[Provided records]
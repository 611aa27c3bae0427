use std::sync::Arc;

use rand::{rngs::SmallRng, SeedableRng};
use serde_json::json;
use wordgrid::{AutoPlayer, EngineConfig, LevelStore, MatchEngine, MatchPolicy, PlayerNode};

fn main() -> anyhow::Result<()> {
    let args: Vec<String> = std::env::args().collect();
    if args.len() < 2 || args.len() > 3 {
        eprintln!("Usage: {} <seed> [--lenient]", args[0]);
        std::process::exit(1);
    }
    let seed: u64 = args[1].parse()?;
    let lenient = args.get(2).map(|a| a == "--lenient").unwrap_or(false);

    let mut rng = SmallRng::seed_from_u64(seed);
    let store = Arc::new(LevelStore::builtin());
    let config = EngineConfig {
        policy: if lenient {
            MatchPolicy::lenient()
        } else {
            MatchPolicy::strict()
        },
        ..EngineConfig::default()
    };
    let engine = MatchEngine::with_config(Arc::clone(&store), config)?;

    let mut node = PlayerNode::new(Box::new(AutoPlayer::new()), engine);
    let summary = node.run(&mut rng)?;

    let result = json!({
        "levels": store.count(),
        "levels_completed": summary.levels_completed,
        "gestures": summary.gestures,
        "finished": summary.finished,
        "stuck_level": summary.stopped_at_level,
    });

    println!("{}", serde_json::to_string(&result)?);
    Ok(())
}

[Exercise instructions]
Make an exact transcription of the entries.

[Solution to this problem]
repository 611aa27c3bae0427
use std::sync::Arc;

use rand::{rngs::SmallRng, SeedableRng};
use serde_json::json;
use wordgrid::{AutoPlayer, EngineConfig, LevelStore, MatchEngine, MatchPolicy, PlayerNode};

fn main() -> anyhow::Result<()> {
    let args: Vec<String> = std::env::args().collect();
    if args.len() < 2 || args.len() > 3 {
        eprintln!("Usage: {} <seed> [--lenient]", args[0]);
        std::process::exit(1);
    }
    let seed: u64 = args[1].parse()?;
    let lenient = args.get(2).map(|a| a == "--lenient").unwrap_or(false);

    let mut rng = SmallRng::seed_from_u64(seed);
    let store = Arc::new(LevelStore::builtin());
    let config = EngineConfig {
        policy: if lenient {
            MatchPolicy::lenient()
        } else {
            MatchPolicy::strict()
        },
        ..EngineConfig::default()
    };
    let engine = MatchEngine::with_config(Arc::clone(&store), config)?;

    let mut node = PlayerNode::new(Box::new(AutoPlayer::new()), engine);
    let summary = node.run(&mut rng)?;

    let result = json!({
        "levels": store.count(),
        "levels_completed": summary.levels_completed,
        "gestures": summary.gestures,
        "finished": summary.finished,
        "stuck_level": summary.stopped_at_level,
    });

    println!("{}", serde_json::to_string(&result)?);
    Ok(())
}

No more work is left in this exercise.